┌──
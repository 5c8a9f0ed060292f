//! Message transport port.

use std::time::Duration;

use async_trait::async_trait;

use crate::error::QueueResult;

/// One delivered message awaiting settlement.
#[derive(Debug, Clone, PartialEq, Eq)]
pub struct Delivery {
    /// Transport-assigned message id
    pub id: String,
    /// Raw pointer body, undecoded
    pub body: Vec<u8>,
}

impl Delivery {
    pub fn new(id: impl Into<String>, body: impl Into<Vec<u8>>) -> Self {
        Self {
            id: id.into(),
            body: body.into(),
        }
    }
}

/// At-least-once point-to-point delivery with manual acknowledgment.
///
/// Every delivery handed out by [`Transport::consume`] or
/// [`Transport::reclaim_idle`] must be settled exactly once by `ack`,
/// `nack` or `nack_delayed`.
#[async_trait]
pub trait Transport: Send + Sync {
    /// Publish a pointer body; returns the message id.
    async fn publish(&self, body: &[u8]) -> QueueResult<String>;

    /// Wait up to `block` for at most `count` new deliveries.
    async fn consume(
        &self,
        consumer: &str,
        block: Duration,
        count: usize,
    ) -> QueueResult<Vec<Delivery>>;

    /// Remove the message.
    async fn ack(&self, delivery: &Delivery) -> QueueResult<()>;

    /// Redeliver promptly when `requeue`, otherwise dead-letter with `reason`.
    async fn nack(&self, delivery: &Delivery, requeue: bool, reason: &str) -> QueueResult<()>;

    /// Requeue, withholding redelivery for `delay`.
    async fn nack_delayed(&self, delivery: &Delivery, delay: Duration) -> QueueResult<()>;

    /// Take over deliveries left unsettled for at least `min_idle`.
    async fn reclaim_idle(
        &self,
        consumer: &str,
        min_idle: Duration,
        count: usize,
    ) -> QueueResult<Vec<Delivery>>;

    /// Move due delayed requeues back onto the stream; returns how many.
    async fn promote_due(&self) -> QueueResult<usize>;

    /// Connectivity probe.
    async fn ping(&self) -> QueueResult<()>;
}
└──
■ What the task requires:
Would you quote everything above from the line containing "use std::time::Duration;" down to the line containing "async fn ack(&self, delivery: &Delivery)"? Include both of those lines and nothing else.

■ Result:
use std::time::Duration;

use async_trait::async_trait;

use crate::error::QueueResult;

/// One delivered message awaiting settlement.
#[derive(Debug, Clone, PartialEq, Eq)]
pub struct Delivery {
    /// Transport-assigned message id
    pub id: String,
    /// Raw pointer body, undecoded
    pub body: Vec<u8>,
}

impl Delivery {
    pub fn new(id: impl Into<String>, body: impl Into<Vec<u8>>) -> Self {
        Self {
            id: id.into(),
            body: body.into(),
        }
    }
}

/// At-least-once point-to-point delivery with manual acknowledgment.
///
/// Every delivery handed out by [`Transport::consume`] or
/// [`Transport::reclaim_idle`] must be settled exactly once by `ack`,
/// `nack` or `nack_delayed`.
#[async_trait]
pub trait Transport: Send + Sync {
    /// Publish a pointer body; returns the message id.
    async fn publish(&self, body: &[u8]) -> QueueResult<String>;

    /// Wait up to `block` for at most `count` new deliveries.
    async fn consume(
        &self,
        consumer: &str,
        block: Duration,
        count: usize,
    ) -> QueueResult<Vec<Delivery>>;

    /// Remove the message.
    async fn ack(&self, delivery: &Delivery) -> QueueResult<()>;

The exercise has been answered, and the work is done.